Results in disagreement with those of our study were also reported by Freitas et al. (2005), who verified resistance indices >50% for gentamicin, lincomycin, tetracycline, and oxacillin in S. aureus isolates in dairy herds in Pernambuco state, and by Fontana et al. (2010), who evaluated the resistance of S. aureus isolates of 174 dairy cows in nine different farms in the municipality of Jataí, Goiás state, and observed 100% resistance to oxacillin, penicillin and ampicillin - indices higher than those found in the present study.

Antimicrobial susceptibility tests for the S. agalactiae demonstrated that the overall resistance of the isolates varied from 1% to 97%. The most efficient in vitro medicines with their respective percentages of susceptible isolates are shown ahead: florfenicol (99%), sulfamethoxazole-trimethoprim (85%), nitrofurantoin (76%), ciprofloxacin (75%), and ampicillin (63%). The antimicrobials that showed the highest resistance rates were novobiocin (97%), oxacillin (97%), polimixin B (96%), streptomycin (96%), and lincomycin (95%) (Table 8). Among the isolates of S. agalactiae, 97.8% of strains showed multi-resistance, with MAR indices varying from 0.11 to 0.95, and mean of 0.65 (Table 9).
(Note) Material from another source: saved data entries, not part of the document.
//! Signaling server configuration.
//!
//! Configuration is loaded from environment variables. The media engine
//! token and the engine webhook token are redacted in Debug output.

use crate::engine::{ListenIp, WebRtcTransportOptions};

use secrecy::SecretString;
use std::collections::HashMap;
use std::env;
use std::fmt;
use std::net::{IpAddr, SocketAddr};
use std::str::FromStr;
use std::time::Duration;
use thiserror::Error;

/// Default HTTP/WebSocket bind address.
pub const DEFAULT_BIND_ADDRESS: &str = "0.0.0.0:3000";

/// Default address WebRTC transports listen on.
pub const DEFAULT_LISTEN_IP: &str = "0.0.0.0";

/// Default per-peer mailbox capacity.
pub const DEFAULT_PEER_MAILBOX_SIZE: usize = 64;

/// Default time allowed for closing sessions on shutdown, in seconds.
pub const DEFAULT_SHUTDOWN_GRACE_SECONDS: u64 = 5;

/// Signaling server configuration.
#[derive(Clone)]
pub struct Config {
    /// HTTP/WebSocket bind address (default: "0.0.0.0:3000").
    pub bind_address: SocketAddr,

    /// Base URL of the media engine control API.
    pub media_engine_url: String,

    /// Bearer token for the media engine control API.
    pub media_engine_token: Option<SecretString>,

    /// Per-request timeout for engine calls. `None` waits indefinitely.
    pub media_engine_request_timeout: Option<Duration>,

    /// Bearer token the engine presents on `POST /engine/events`. The
    /// webhook route is not served without it.
    pub engine_webhook_token: Option<SecretString>,

    /// Address WebRTC transports bind to.
    pub listen_ip: IpAddr,

    /// Public address advertised in ICE candidates, if different.
    pub announced_ip: Option<String>,

    pub enable_udp: bool,
    pub enable_tcp: bool,
    pub prefer_udp: bool,

    /// Inbound frames buffered per peer before the reader waits.
    pub peer_mailbox_size: usize,

    /// Upper bound on session teardown during shutdown.
    pub shutdown_grace_period: Duration,
}

impl fmt::Debug for Config {
    fn fmt(&self, f: &mut fmt::Formatter<'_>) -> fmt::Result {
        f.debug_struct("Config")
            .field("bind_address", &self.bind_address)
            .field("media_engine_url", &self.media_engine_url)
            .field(
                "media_engine_token",
                &self.media_engine_token.as_ref().map(|_| "[REDACTED]"),
            )
            .field(
                "media_engine_request_timeout",
                &self.media_engine_request_timeout,
            )
            .field(
                "engine_webhook_token",
                &self.engine_webhook_token.as_ref().map(|_| "[REDACTED]"),
            )
            .field("listen_ip", &self.listen_ip)
            .field("announced_ip", &self.announced_ip)
            .field("enable_udp", &self.enable_udp)
            .field("enable_tcp", &self.enable_tcp)
            .field("prefer_udp", &self.prefer_udp)
            .field("peer_mailbox_size", &self.peer_mailbox_size)
            .field("shutdown_grace_period", &self.shutdown_grace_period)
            .finish()
    }
}

#[derive(Debug, Error, PartialEq, Eq)]
pub enum ConfigError {
    #[error("Missing required environment variable: {0}")]
    MissingEnvVar(String),

    #[error("Invalid configuration value: {0}")]
    InvalidValue(String),
}

fn parse_var<T: FromStr>(
    vars: &HashMap<String, String>,
    name: &str,
    default: T,
) -> Result<T, ConfigError> {
    match vars.get(name) {
        Some(raw) => raw
            .trim()
            .parse()
            .map_err(|_| ConfigError::InvalidValue(format!("{name}={raw}"))),
        None => Ok(default),
    }
}

/// Parse a variable, falling back to a textual default.
fn parse_or<T: FromStr>(
    vars: &HashMap<String, String>,
    name: &str,
    default: &str,
) -> Result<T, ConfigError> {
    let raw = vars.get(name).map_or(default, String::as_str);
    raw.trim()
        .parse()
        .map_err(|_| ConfigError::InvalidValue(format!("{name}={raw}")))
}

fn parse_bool(
    vars: &HashMap<String, String>,
    name: &str,
    default: bool,
) -> Result<bool, ConfigError> {
    match vars.get(name).map(|v| v.trim().to_ascii_lowercase()) {
        None => Ok(default),
        Some(v) if matches!(v.as_str(), "true" | "1" | "yes") => Ok(true),
        Some(v) if matches!(v.as_str(), "false" | "0" | "no") => Ok(false),
        Some(v) => Err(ConfigError::InvalidValue(format!("{name}={v}"))),
    }
}

impl Config {
    /// Load configuration from environment variables.
    ///
    /// # Errors
    ///
    /// See [`Config::from_vars`].
    pub fn from_env() -> Result<Self, ConfigError> {
        Self::from_vars(&env::vars().collect())
    }

    /// Load configuration from a `HashMap` (for testing).
    ///
    /// # Errors
    ///
    /// `MissingEnvVar` if `MEDIA_ENGINE_URL` is unset, `InvalidValue` for
    /// any value that does not parse.
    pub fn from_vars(vars: &HashMap<String, String>) -> Result<Self, ConfigError> {
        let media_engine_url = vars
            .get("MEDIA_ENGINE_URL")
            .filter(|v| !v.trim().is_empty())
            .ok_or_else(|| ConfigError::MissingEnvVar("MEDIA_ENGINE_URL".to_string()))?
            .trim()
            .to_string();

        let media_engine_token = vars
            .get("MEDIA_ENGINE_TOKEN")
            .filter(|v| !v.is_empty())
            .map(|v| SecretString::from(v.clone()));

        let engine_webhook_token = vars
            .get("SFU_ENGINE_WEBHOOK_TOKEN")
            .filter(|v| !v.is_empty())
            .map(|v| SecretString::from(v.clone()));

        let bind_address: SocketAddr = parse_or(vars, "SFU_BIND_ADDRESS", DEFAULT_BIND_ADDRESS)?;

        let media_engine_request_timeout = match vars.get("MEDIA_ENGINE_REQUEST_TIMEOUT_SECONDS") {
            Some(raw) => {
                let seconds: u64 = raw.trim().parse().map_err(|_| {
                    ConfigError::InvalidValue(format!(
                        "MEDIA_ENGINE_REQUEST_TIMEOUT_SECONDS={raw}"
                    ))
                })?;
                // Zero disables the timeout
                (seconds > 0).then(|| Duration::from_secs(seconds))
            }
            None => None,
        };

        let listen_ip: IpAddr = parse_or(vars, "SFU_LISTEN_IP", DEFAULT_LISTEN_IP)?;

        let announced_ip = vars
            .get("SFU_ANNOUNCED_IP")
            .map(|v| v.trim().to_string())
            .filter(|v| !v.is_empty());

        let enable_udp = parse_bool(vars, "SFU_ENABLE_UDP", true)?;
        let enable_tcp = parse_bool(vars, "SFU_ENABLE_TCP", true)?;
        let prefer_udp = parse_bool(vars, "SFU_PREFER_UDP", true)?;
        if !enable_udp && !enable_tcp {
            return Err(ConfigError::InvalidValue(
                "at least one of SFU_ENABLE_UDP and SFU_ENABLE_TCP must be true".to_string(),
            ));
        }

        let peer_mailbox_size =
            parse_var(vars, "SFU_PEER_MAILBOX_SIZE", DEFAULT_PEER_MAILBOX_SIZE)?;
        if peer_mailbox_size == 0 {
            return Err(ConfigError::InvalidValue(
                "SFU_PEER_MAILBOX_SIZE must be greater than zero".to_string(),
            ));
        }

        let shutdown_grace_period = Duration::from_secs(parse_var(
            vars,
            "SFU_SHUTDOWN_GRACE_SECONDS",
            DEFAULT_SHUTDOWN_GRACE_SECONDS,
        )?);

        Ok(Self {
            bind_address,
            media_engine_url,
            media_engine_token,
            media_engine_request_timeout,
            engine_webhook_token,
            listen_ip,
            announced_ip,
            enable_udp,
            enable_tcp,
            prefer_udp,
            peer_mailbox_size,
            shutdown_grace_period,
        })
    }

    /// Transport options every WebRTC transport is created with.
    #[must_use]
    pub fn transport_options(&self) -> WebRtcTransportOptions {
        WebRtcTransportOptions {
            listen_ips: vec![ListenIp {
                ip: self.listen_ip,
                announced_ip: self.announced_ip.clone(),
            }],
            enable_udp: self.enable_udp,
            enable_tcp: self.enable_tcp,
            prefer_udp: self.prefer_udp,
        }
    }
}

#[cfg(test)]
#[allow(clippy::unwrap_used, clippy::expect_used)]
mod tests {
    use super::*;
    use secrecy::ExposeSecret;

    fn base_vars() -> HashMap<String, String> {
        HashMap::from([(
            "MEDIA_ENGINE_URL".to_string(),
            "http://engine:4000".to_string(),
        )])
    }

    #[test]
    fn test_defaults() {
        let config = Config::from_vars(&base_vars()).unwrap();

        assert_eq!(config.bind_address.to_string(), DEFAULT_BIND_ADDRESS);
        assert_eq!(config.listen_ip.to_string(), DEFAULT_LISTEN_IP);
        assert_eq!(config.media_engine_url, "http://engine:4000");
        assert!(config.media_engine_token.is_none());
        assert!(config.media_engine_request_timeout.is_none());
        assert!(config.engine_webhook_token.is_none());
        assert!(config.announced_ip.is_none());
        assert!(config.enable_udp && config.enable_tcp && config.prefer_udp);
        assert_eq!(config.peer_mailbox_size, DEFAULT_PEER_MAILBOX_SIZE);
        assert_eq!(
            config.shutdown_grace_period,
            Duration::from_secs(DEFAULT_SHUTDOWN_GRACE_SECONDS)
        );
    }

    #[test]
    fn test_missing_engine_url() {
        let err = Config::from_vars(&HashMap::new()).unwrap_err();
        assert_eq!(
            err,
            ConfigError::MissingEnvVar("MEDIA_ENGINE_URL".to_string())
        );
    }

    #[test]
    fn test_overrides() {
        let mut vars = base_vars();
        vars.insert("SFU_BIND_ADDRESS".to_string(), "127.0.0.1:8443".to_string());
        vars.insert("MEDIA_ENGINE_TOKEN".to_string(), "s3cret".to_string());
        vars.insert(
            "MEDIA_ENGINE_REQUEST_TIMEOUT_SECONDS".to_string(),
            "15".to_string(),
        );
        vars.insert("SFU_LISTEN_IP".to_string(), "10.0.0.5".to_string());
        vars.insert("SFU_ANNOUNCED_IP".to_string(), "203.0.113.9".to_string());
        vars.insert("SFU_ENABLE_TCP".to_string(), "false".to_string());
        vars.insert("SFU_PEER_MAILBOX_SIZE".to_string(), "8".to_string());
        vars.insert("SFU_ENGINE_WEBHOOK_TOKEN".to_string(), "hook".to_string());

        let config = Config::from_vars(&vars).unwrap();

        assert_eq!(config.bind_address.port(), 8443);
        assert_eq!(
            config.media_engine_token.as_ref().unwrap().expose_secret(),
            "s3cret"
        );
        assert_eq!(
            config.media_engine_request_timeout,
            Some(Duration::from_secs(15))
        );
        assert!(!config.enable_tcp);
        assert_eq!(config.peer_mailbox_size, 8);
        assert_eq!(
            config.engine_webhook_token.as_ref().unwrap().expose_secret(),
            "hook"
        );

        let options = config.transport_options();
        assert_eq!(options.listen_ips.len(), 1);
        assert_eq!(
            options.listen_ips.first().unwrap().announced_ip.as_deref(),
            Some("203.0.113.9")
        );
        assert!(!options.enable_tcp);
    }

    #[test]
    fn test_zero_timeout_disables_timeout() {
        let mut vars = base_vars();
        vars.insert(
            "MEDIA_ENGINE_REQUEST_TIMEOUT_SECONDS".to_string(),
            "0".to_string(),
        );
        let config = Config::from_vars(&vars).unwrap();
        assert!(config.media_engine_request_timeout.is_none());
    }

    #[test]
    fn test_invalid_values() {
        for (name, value) in [
            ("SFU_BIND_ADDRESS", "not-an-address"),
            ("SFU_LISTEN_IP", "999.1.1.1"),
            ("SFU_ENABLE_UDP", "maybe"),
            ("SFU_PEER_MAILBOX_SIZE", "-3"),
            ("SFU_PEER_MAILBOX_SIZE", "0"),
            ("MEDIA_ENGINE_REQUEST_TIMEOUT_SECONDS", "soon"),
            ("SFU_SHUTDOWN_GRACE_SECONDS", "1.5"),
        ] {
            let mut vars = base_vars();
            vars.insert(name.to_string(), value.to_string());
            assert!(
                matches!(Config::from_vars(&vars), Err(ConfigError::InvalidValue(_))),
                "{name}={value} should be rejected"
            );
        }
    }

    #[test]
    fn test_udp_and_tcp_cannot_both_be_disabled() {
        let mut vars = base_vars();
        vars.insert("SFU_ENABLE_UDP".to_string(), "0".to_string());
        vars.insert("SFU_ENABLE_TCP".to_string(), "no".to_string());
        assert!(matches!(
            Config::from_vars(&vars),
            Err(ConfigError::InvalidValue(_))
        ));
    }

    #[test]
    fn test_debug_redacts_token() {
        let mut vars = base_vars();
        vars.insert("MEDIA_ENGINE_TOKEN".to_string(), "super-secret".to_string());
        vars.insert("SFU_ENGINE_WEBHOOK_TOKEN".to_string(), "hook-secret".to_string());
        let config = Config::from_vars(&vars).unwrap();

        let debug = format!("{config:?}");
        assert!(!debug.contains("super-secret"));
        assert!(!debug.contains("hook-secret"));
        assert!(debug.contains("[REDACTED]"));
    }
}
Silva et al. (2017) analyzed the antimicrobial susceptibility profiles of S. agalactiae isolates in cattle herds in different Brazilian regions. Their study showed the following drug resistance rates: erythromycin (26.23%), tetracycline (47.54%), gentamycin (3.28%), sulfonamide (98.36%), and clindamycin (29.51%). All isolates assessed were susceptible to penicillin, ceftiofur, and cephalothin. The results of the aforementioned survey differed from those of the present research especially with respect to penicillin and gentamicin resistance rates, which were lower than those observed herein, with values of 86% and 51%, respectively. Jain et al. (2012) assessed the antimicrobial resistance profiles in S. agalactiae isolates from cases of subclinical mastitis and observed resistance indices, in general, lower than those obtained in the present study. Our results show higher overall indices of resistance and multi-resistance for S. agalactiae compared with S. aureus in the farms investigated. Table 9 shows that 48.48% of the S. aureus isolates were resistant to five or more different antimicrobials, whereas this index was 95.70% for S. agalactiae isolates. According to Nunes et al. (2007) and Fontana et al. (2010), poorly directed antibiotic therapy and indiscriminate use of antimicrobials, resulting in increased selective pressure on resistant strains, contribute to increased antimicrobial resistance rates. Different authors have referred to the difficulty in treating intramammary infections caused by S. aureus, with low cure rates (Costa et al. 2012, 2013, Silva et al. 2014). This fact is justified not only by the resistance phenomenon, but also by its escape mechanisms of the immune system and of the antimicrobials in the infected gland, such as intracellular invasion and biofilm formation (Novick et al. 2001, DeLeo et al. 2009).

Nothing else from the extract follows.